Because I am also a writer, and because where I write is so important to how I end up writing, I couldn’t help but wonder how you have set up your writing space, and why?

 

Stefanos Livos

Well, it depends on whether I write a short story or a novel.  For a short story I just sit at my desk and start typing.  For a novel, I first write down in notes everything I come up with, and when I feel I’m ready, I begin.  It always needs to be in quiet place, with no people around because I get easily distracted.  I don’t listen to music for the same reason. I also like to drink something, usually coffee or wine.

How about you?

 

Lisa Roberts:

I generally use my laptop, but I jot and scribble away in my journal and all sorts of scraps when I have ideas and do research. I find writing in cafes incredibly exciting – but not very productive. I get lost in people-watching and daydreaming… Red wine, black coffee or jasmine green tea is the only company I keep when I write! Music is essential! But it has to be just the right kind of music for that specific day: so old-school jazz the one day, and maybe some 90s rock that reminds me of being a teenager another day…

Do you have any advice for writers wanting to move into fiction-writing?

 

Stefanos Livos

Advice?  No.  It would be like advising someone on how to live their life.  Writing is like that. The way you’re writing has to do with who you are, where you come from, where are you heading to and what means of imagination you use.  For me, fiction is a journey, and since it is me who create the route, I make it as I would like it to be, so it doesn’t feel artificial.

 

Lisa Roberts:

That’s very ego-free advice! I think many writers enjoy the role of teacher – dispensing their advice to the new, younger writers.

 

Stefanos Livos

I am one of those young writers.

Of all the roles you’ve taken up so far, apart from the one of mother’s, which would you say represents you the most?

 

Lisa Roberts:

The role of writer. Especially my role of ‘writer as activist’ where I work within the political, cultural and racial spheres of what it means to be South African.

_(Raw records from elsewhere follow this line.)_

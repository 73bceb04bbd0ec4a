mod barrier_cell;
mod builder;
mod channel_config;
#[cfg(not(target_arch = "wasm32"))]
mod direct_url_query;
mod error;
#[cfg(feature = "indicatif")]
mod indicatif;
mod local_subdir;
mod query;
mod remote_subdir;
mod repo_data;
mod run_exports_extractor;
mod sharded_subdir;
mod source;
mod subdir;
mod subdir_builder;

use std::{collections::HashSet, sync::Arc};

use crate::{gateway::subdir_builder::SubdirBuilder, Reporter};
pub use barrier_cell::BarrierCell;
pub use builder::{GatewayBuilder, MaxConcurrency};
pub use channel_config::{ChannelConfig, SourceConfig};
use coalesced_map::{CoalescedGetError, CoalescedMap};
pub use error::GatewayError;
#[cfg(feature = "indicatif")]
pub use indicatif::{IndicatifReporter, IndicatifReporterBuilder};
pub use query::{NamesQuery, RepoDataQuery};
#[cfg(not(target_arch = "wasm32"))]
use rattler_cache::package_cache::PackageCache;
use rattler_conda_types::{Channel, MatchSpec, Platform, RepoDataRecord};
use rattler_networking::LazyClient;
pub use repo_data::RepoData;
use run_exports_extractor::{RunExportExtractor, SubdirRunExportsCache};
pub use run_exports_extractor::{RunExportExtractorError, RunExportsReporter};
pub use source::{RepoDataSource, Source};
use subdir::Subdir;
use tracing::{instrument, Level};
use url::Url;

/// Central access point for high level queries about
/// [`rattler_conda_types::RepoDataRecord`]s from different channels.
///
/// The gateway is responsible for fetching and caching repodata. Requests are
/// deduplicated which means that if multiple requests are made for the same
/// repodata only the first request will actually fetch the data. All other
/// requests will wait for the first request to complete and then return the
/// same data.
///
/// The gateway is thread-safe and can be shared between multiple threads. The
/// gateway struct itself uses internal reference counting and is cheaply
/// cloneable. There is no need to wrap the gateway in an `Arc`.
#[derive(Clone)]
pub struct Gateway {
    inner: Arc<GatewayInner>,
}

impl Default for Gateway {
    fn default() -> Self {
        Gateway::new()
    }
}

/// A selection of subdirectories.
#[derive(Default, Clone, Debug)]
pub enum SubdirSelection {
    /// Select all subdirectories
    #[default]
    All,

    /// Select these specific subdirectories
    Some(HashSet<String>),
}

impl SubdirSelection {
    /// Returns `true` if the given subdirectory is part of the selection.
    pub fn contains(&self, subdir: &str) -> bool {
        match self {
            SubdirSelection::All => true,
            SubdirSelection::Some(subdirs) => subdirs.contains(&subdir.to_string()),
        }
    }
}

/// Specifies what caches to clear.
#[derive(Default, Clone, Copy, Debug, PartialEq, Eq)]
pub enum CacheClearMode {
    /// Only clear in-memory caches.
    #[default]
    InMemoryOnly,

    /// Clear both in-memory and on-disk caches.
    InMemoryAndDisk,
}

impl Gateway {
    /// Constructs a simple gateway with the default configuration. Use
    /// [`Gateway::builder`] if you want more control over how the gateway
    /// is constructed.
    pub fn new() -> Self {
        Gateway::builder().finish()
    }

    /// Constructs a new gateway with the given client and channel
    /// configuration.
    pub fn builder() -> GatewayBuilder {
        GatewayBuilder::default()
    }

    /// Constructs a new `GatewayQuery` which can be used to query repodata
    /// records.
    ///
    /// # Sources
    ///
    /// The `sources` parameter accepts any type that implements `Into<Source>`.
    /// This includes:
    /// - `Channel` - traditional conda channels
    /// - `Arc<dyn RepoDataSource>` - custom repodata sources
    /// - `Source` - the enum itself
    ///
    /// Existing code using channels continues to work unchanged:
    ///
    /// ```ignore
    /// gateway.query(
    ///     vec![channel1, channel2],
    ///     vec![Platform::Linux64],
    ///     vec![spec],
    /// ).await
    /// ```
    ///
    /// You can also mix channels and custom sources:
    ///
    /// ```ignore
    /// gateway.query(
    ///     vec![
    ///         Source::Channel(channel),
    ///         Source::Custom(my_custom_source),
    ///     ],
    ///     vec![Platform::Linux64],
    ///     vec![spec],
    /// ).await
    /// ```
    pub fn query<AsSource, SourceIter, PlatformIter, PackageNameIter, IntoMatchSpec>(
        &self,
        sources: SourceIter,
        platforms: PlatformIter,
        specs: PackageNameIter,
    ) -> RepoDataQuery
    where
        AsSource: Into<Source>,
        SourceIter: IntoIterator<Item = AsSource>,
        PlatformIter: IntoIterator<Item = Platform>,
        <PlatformIter as IntoIterator>::IntoIter: Clone,
        PackageNameIter: IntoIterator<Item = IntoMatchSpec>,
        IntoMatchSpec: Into<MatchSpec>,
    {
        RepoDataQuery::new(
            self.inner.clone(),
            sources.into_iter().map(Into::into).collect(),
            platforms.into_iter().collect(),
            specs.into_iter().map(Into::into).collect(),
        )
    }

    /// Return all names from repodata
    pub fn names<AsChannel, ChannelIter, PlatformIter>(
        &self,
        channels: ChannelIter,
        platforms: PlatformIter,
    ) -> NamesQuery
    where
        AsChannel: Into<Channel>,
        ChannelIter: IntoIterator<Item = AsChannel>,
        PlatformIter: IntoIterator<Item = Platform>,
        <PlatformIter as IntoIterator>::IntoIter: Clone,
    {
        NamesQuery::new(
            self.inner.clone(),
            channels.into_iter().map(Into::into).collect(),
            platforms.into_iter().collect(),
        )
    }

    /// Ensure that given repodata records contain `RunExportsJson`.
    pub async fn ensure_run_exports(
        &self,
        records: impl Iterator<Item = &mut RepoDataRecord>,
        // We can avoid Arc by cloning, but this requires helper method in the trait definition.
        progress_reporter: Option<Arc<dyn RunExportsReporter>>,
    ) -> Result<(), RunExportExtractorError> {
        let futures = records
            .filter_map(|record| {
                if record.package_record.run_exports.is_some() {
                    // If the package already has run exports, we don't need to do anything.
                    return None;
                }

                let extractor = RunExportExtractor::default()
                    .with_opt_max_concurrent_requests(
                        self.inner.concurrent_requests_semaphore.clone(),
                    )
                    .with_client(self.inner.client.clone())
                    .with_global_run_exports_cache(self.inner.subdir_run_exports_cache.clone());

                #[cfg(not(target_arch = "wasm32"))]
                let extractor = extractor.with_package_cache(self.inner.package_cache.clone());

                let progress_reporter = progress_reporter.clone();
                Some(async move {
                    extractor
                        .extract(record, progress_reporter)
                        .await
                        .map(|rexp| (record, rexp))
                })
            })
            .collect::<Vec<_>>();

        let results = futures::future::try_join_all(futures).await?;

        for (record, result) in results {
            record.package_record.run_exports = result;
        }

        Ok(())
    }

    /// Clears any in-memory cache for the given channel.
    ///
    /// Any subsequent query will re-fetch any required data from the source.
    ///
    /// When `mode` is [`CacheClearMode::InMemoryAndDisk`], this method also
    /// clears on-disk caches for the specified channel and subdirectories.
    pub fn clear_repodata_cache(
        &self,
        channel: &Channel,
        subdirs: SubdirSelection,
        mode: CacheClearMode,
    ) -> Result<(), std::io::Error> {
        self.inner.subdirs.retain(|key, _| {
            key.0.base_url != channel.base_url || !subdirs.contains(key.1.as_str())
        });

        #[cfg(not(target_arch = "wasm32"))]
        if mode == CacheClearMode::InMemoryAndDisk {
            use std::str::FromStr;

            let platforms_to_clear: Vec<Platform> = match &subdirs {
                SubdirSelection::All => Platform::all().collect(),
                SubdirSelection::Some(subdirs) => subdirs
                    .iter()
                    .filter_map(|s| Platform::from_str(s).ok())
                    .collect(),
            };

            let mut errors = Vec::new();
            for platform in platforms_to_clear {
                if let Err(e) = remote_subdir::RemoteSubdirClient::clear_cache(
                    &self.inner.cache,
                    channel,
                    platform,
                ) {
                    errors.push(e);
                }
                if let Err(e) =
                    sharded_subdir::ShardedSubdir::clear_cache(&self.inner.cache, channel, platform)
                {
                    errors.push(e);
                }
            }
            if let Some(first_error) = errors.into_iter().next() {
                return Err(first_error);
            }
        }

        #[cfg(target_arch = "wasm32")]
        let _ = mode;

        Ok(())
    }
}

struct GatewayInner {
    /// A map of subdirectories for each channel and platform.
    subdirs: CoalescedMap<(Channel, Platform), Arc<Subdir>>,

    /// The client to use to fetch repodata.
    client: LazyClient,

    /// The channel configuration
    channel_config: ChannelConfig,

    /// The directory to store any cache
    #[cfg(not(target_arch = "wasm32"))]
    cache: std::path::PathBuf,

    /// The package cache, stored to reuse memory cache
    #[cfg(not(target_arch = "wasm32"))]
    package_cache: PackageCache,

    /// A cache for global run exports.
    subdir_run_exports_cache: Arc<SubdirRunExportsCache>,

    /// A semaphore to limit the number of concurrent requests.
    concurrent_requests_semaphore: Option<Arc<tokio::sync::Semaphore>>,
}

impl GatewayInner {
    /// Returns the [`Subdir`] for the given channel and platform. This
    /// function will create the [`Subdir`] if it does not exist yet, otherwise
    /// it will return the previously created subdir.
    ///
    /// If multiple threads request the same subdir their requests will be
    /// coalesced, and they will all receive the same subdir. If an error
    /// occurs while creating the subdir all waiting tasks will also return an
    /// error.
    #[instrument(skip(self, reporter, channel), fields(channel = %channel.base_url), err(level = Level::INFO))]
    async fn get_or_create_subdir(
        &self,
        channel: &Channel,
        platform: Platform,
        reporter: Option<Arc<dyn Reporter>>,
    ) -> Result<Arc<Subdir>, GatewayError> {
        let key = (channel.clone(), platform);
        let channel = channel.clone();

        self.subdirs
            .get_or_try_init(key, || async move {
                let subdir = self.create_subdir(&channel, platform, reporter).await?;
                Ok(Arc::new(subdir))
            })
            .await
            .map_err(|e| match e {
                CoalescedGetError::Init(gateway_err) => gateway_err,
                CoalescedGetError::CoalescedRequestFailed => GatewayError::IoError(
                    "a coalesced request failed".to_string(),
                    std::io::ErrorKind::Other.into(),
                ),
            })
    }

    async fn create_subdir(
        &self,
        channel: &Channel,
        platform: Platform,
        reporter: Option<Arc<dyn Reporter>>,
    ) -> Result<Subdir, GatewayError> {
        SubdirBuilder::new(self, channel.clone(), platform, reporter)
            .build()
            .await
    }
}

fn force_sharded_repodata(url: &Url) -> bool {
    matches!(url.scheme(), "http" | "https")
        && matches!(url.host_str(), Some("fast.prefiks.dev" | "fast.prefix.dev"))
}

I am intrigued by the two, opposite metaphors you have used (in a previous interview) to describe yourself: the diver descending to the ocean floor, and the high-soaring bird. What draws you to this imagery?

 

Stefanos Livos

Well, I think I used these metaphors because I like to wonder/wander where there are few people (or birds!) around, and the ocean floor or high in the sky are two good examples of such areas. Don’t get me wrong though, I enjoy being amongst people, because I get to know them better, observe them and finally understand them – if possible.  But I also like being a loner and watch the crowd from a distance.

Can you tell me about how and why you came to pretend being an extrovert in public, despite your natural introvert character?

 

Lisa Roberts:

As a very young child, I discovered that if I made people laugh or smile, I could distract them from their pain. Their pain was my pain. But basically, I somehow thought that making others happy was more important than being authentic and happy in my own self — even if it meant sacrificing the truth. All truth – and especially, the truth of me.

 

Stefanos Livos

That must be quite tough for you.

 

Lisa Roberts:

Yes – and no. It is part of my life’s journey. I am always growing and evolving; and this is what I feel life is all about.  Perhaps because so much of my life has been lived as a ‘fiction’, this is why I can write only non-fiction?

Do you spend much time in Zakynthos?

 

Stefanos Livos

No. Since I now live in theUK, I don’t go often, but I always carry in me the Zakynthos I grew up in and not the island it’s sadly evolving into. However, the Zakynthos I will describe in my novel is one that no longer exists, for many reasons. Maybe the most significant one being the catastrophic earthquake  in 1953.  From this point of view, I’ll try to recreate it, based on narrations, photographs and of course, my imagination.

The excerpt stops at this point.